The university's current academic structure includes nine faculties: Medicine and Surgery, Dentistry, Health Sciences, Engineering and Technology, Computer Science and Information Technology, Economics and Management Science, Agricultural Science, Veterinary Science, and Education.

=== Faculties ===

- Faculty of Medicine and Surgery
- Faculty of Dentistry
- Faculty of Health Sciences
- Faculty of Engineering and Technology
- Faculty of Computer Science and Information Technology
- Faculty of Economics and Management Science
- Faculty of Agricultural Science
- Faculty of Veterinary Science
- Faculty of Education

== Research ==

Researchers affiliated with Jazeera University have published studies on topics including antimicrobial resistance, health financing, and food security in Somalia.

== Student life ==

=== Student governance ===

The university has a student representative body known as the Jazeera University Students Union (JUSU), which represents student interests and coordinates student activities.

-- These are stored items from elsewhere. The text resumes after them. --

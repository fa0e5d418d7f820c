//! Integration tests for table loading and dispatch generation
use sbtgen::{
    Error, compose,
    dispatch::{DispatchKind, Variant},
    table::{SbtRecord, SbtTable, Stage},
};
use std::path::Path;

/// Extracts `(index, symbol)` pairs from `case` lines of generated source
fn parse_cases(src: &str) -> Vec<(usize, String)> {
    src.lines()
        .filter_map(|line| line.trim().strip_prefix("case "))
        .map(|rest| {
            let (index, call) = rest.split_once(':').unwrap();
            let symbol = call.trim().split('(').next().unwrap();
            (index.parse().unwrap(), symbol.to_owned())
        })
        .collect()
}

/// Builds a table mixing bound, empty, and absent fields at each stage
fn patterned_table(n: usize) -> SbtTable {
    let name = |stage: &str, i: usize, m: usize| {
        if i % m == 0 {
            None
        } else if i % m == 1 {
            Some(String::new())
        } else {
            Some(format!("{stage}_{i}"))
        }
    };
    SbtTable::new(
        (0..n)
            .map(|i| SbtRecord {
                raygen: name("rgen", i, 5),
                closest_hit: name("hit", i, 3),
                any_hit: name("anyhit", i, 4),
                miss: name("miss", i, 7),
            })
            .collect(),
    )
}

/// Runs a complete generation pass, writing `out` only on success
fn run(
    table: &Path,
    shader: &Path,
    out: &Path,
    variant: &Variant,
) -> Result<(), Error> {
    let table = SbtTable::load(table)?;
    let base = compose::read_source(shader)?;
    let text = compose::compose(&base, &compose::generate(&table, variant));
    compose::write_artifact(out, &text)
}

#[test]
fn round_trip() {
    for n in [0, 1, 2, 7, 31, 100] {
        let table = patterned_table(n);
        for variant in [Variant::legacy(), Variant::textured()] {
            for f in compose::generate(&table, &variant) {
                let cases = parse_cases(&f.to_string());
                let expected: Vec<_> = table
                    .bindings(f.kind().stage())
                    .map(|(i, s)| (i, s.to_owned()))
                    .collect();
                assert_eq!(cases, expected, "{:?} (n = {n})", f.kind());

                // Labels are strictly ascending and within the table
                assert!(cases.windows(2).all(|w| w[0].0 < w[1].0));
                assert!(cases.iter().all(|(i, _)| *i < n));
            }
        }
    }
}

#[test]
fn branch_count_matches_bound_records() {
    let table = patterned_table(64);
    for f in compose::generate(&table, &Variant::textured()) {
        let stage = f.kind().stage();
        let bound = table.iter().filter(|r| r.symbol(stage).is_some()).count();
        assert_eq!(f.branches().len(), bound);
        assert_eq!(f.to_string().matches("case ").count(), bound);
    }
}

#[test]
fn default_branches() {
    let table = patterned_table(10);
    for f in compose::generate(&table, &Variant::legacy()) {
        assert_eq!(f.to_string().matches("default:").count(), 1);
    }
    for f in compose::generate(&table, &Variant::textured()) {
        assert_eq!(f.to_string().matches("default:").count(), 0);
    }
}

#[test]
fn two_record_scenario() {
    let table: SbtTable = r#"[
        {"raygen": "rgen", "closestHit": "hitA", "anyHit": null, "miss": null},
        {"raygen": null, "closestHit": null, "anyHit": null, "miss": "missB"}
    ]"#
    .parse()
    .unwrap();
    let fs = compose::generate(&table, &Variant::legacy());
    let hit = fs.iter().find(|f| f.kind() == DispatchKind::Hit).unwrap();
    assert_eq!(parse_cases(&hit.to_string()), vec![(0, "hitA".to_owned())]);
    let miss = fs.iter().find(|f| f.kind() == DispatchKind::Miss).unwrap();
    assert_eq!(parse_cases(&miss.to_string()), vec![(1, "missB".to_owned())]);
}

#[test]
fn empty_table() {
    let table: SbtTable = "[]".parse().unwrap();
    for f in compose::generate(&table, &Variant::legacy()) {
        let s = f.to_string();
        assert!(parse_cases(&s).is_empty());
        assert_eq!(s.matches("default:").count(), 1);
    }
    for f in compose::generate(&table, &Variant::textured()) {
        let s = f.to_string();
        assert!(s.contains("    {\n    }\n"), "{s}");
    }
}

#[test]
fn end_to_end() {
    let dir = tempfile::tempdir().unwrap();
    let table = dir.path().join("sbt.json");
    let shader = dir.path().join("shader.cl");
    let out = dir.path().join("tmp.cl");
    std::fs::write(
        &table,
        r#"[{"raygen": "rgen", "closestHit": "diffuse", "anyHit": "alpha",
             "miss": "sky"}]"#,
    )
    .unwrap();
    let base = "#include \"core.h\"\n\nvoid diffuse() {}\n";
    std::fs::write(&shader, base).unwrap();

    run(&table, &shader, &out, &Variant::textured()).unwrap();
    let text = std::fs::read_to_string(&out).unwrap();
    assert!(text.starts_with(base));
    assert!(text.contains(
        "case 0: alpha(cont, payload, hitData, sceneData TEXTURE_PARAM);"
    ));
    assert!(text.contains(
        "case 0: diffuse(payload, hitData, sceneData TEXTURE_PARAM);"
    ));
    assert!(text.contains("case 0: sky(payload, sceneData TEXTURE_PARAM);"));
    assert!(!text.contains("rgen"));
}

#[test]
fn malformed_json_writes_nothing() {
    let dir = tempfile::tempdir().unwrap();
    let table = dir.path().join("sbt.json");
    let shader = dir.path().join("shader.cl");
    let out = dir.path().join("tmp.cl");
    std::fs::write(&table, r#"[{"closestHit": "h""#).unwrap();
    std::fs::write(&shader, "").unwrap();

    let e = run(&table, &shader, &out, &Variant::legacy()).unwrap_err();
    assert!(matches!(e, Error::ParseError(..)), "{e:?}");
    assert!(!out.exists());
}

#[test]
fn wrong_shape_is_a_schema_error() {
    let dir = tempfile::tempdir().unwrap();
    let table = dir.path().join("sbt.json");
    std::fs::write(&table, r#"[{"miss": 12}]"#).unwrap();
    let e = SbtTable::load(&table).unwrap_err();
    assert!(matches!(e, Error::SchemaError(..)), "{e:?}");
}

#[test]
fn missing_inputs() {
    let dir = tempfile::tempdir().unwrap();
    let table = dir.path().join("sbt.json");
    let shader = dir.path().join("shader.cl");
    let out = dir.path().join("tmp.cl");

    let e = run(&table, &shader, &out, &Variant::legacy()).unwrap_err();
    match e {
        Error::NotFound(p) => assert_eq!(p, table),
        e => panic!("unexpected error {e:?}"),
    }

    std::fs::write(&table, "[]").unwrap();
    let e = run(&table, &shader, &out, &Variant::legacy()).unwrap_err();
    match e {
        Error::NotFound(p) => assert_eq!(p, shader),
        e => panic!("unexpected error {e:?}"),
    }
    assert!(!out.exists());
}

#[test]
fn unwritable_output() {
    let dir = tempfile::tempdir().unwrap();
    let out = dir.path().join("no-such-dir").join("tmp.cl");
    let e = compose::write_artifact(&out, "").unwrap_err();
    match e {
        Error::IoError { path, .. } => assert_eq!(path, out),
        e => panic!("unexpected error {e:?}"),
    }
}

#[test]
fn table_is_read_in_order() {
    let dir = tempfile::tempdir().unwrap();
    let path = dir.path().join("sbt.json");
    std::fs::write(
        &path,
        r#"[{"miss": "z"}, {"miss": "a"}, {}, {"miss": "m"}]"#,
    )
    .unwrap();
    let table = SbtTable::load(&path).unwrap();
    let misses: Vec<_> = table.bindings(Stage::Miss).collect();
    assert_eq!(misses, vec![(0, "z"), (1, "a"), (3, "m")]);
}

== Accreditation and affiliations ==

Jazeera University is recognized by Somalia's National Commission for Higher Education and Ministry of Higher Education and Culture.

The university is listed in the International Association of Universities World Higher Education Database (WHED), which records it as a private institution founded in 2010 in Mogadishu.

The Association of Arab Universities lists Jazeera University among its member universities in Somalia.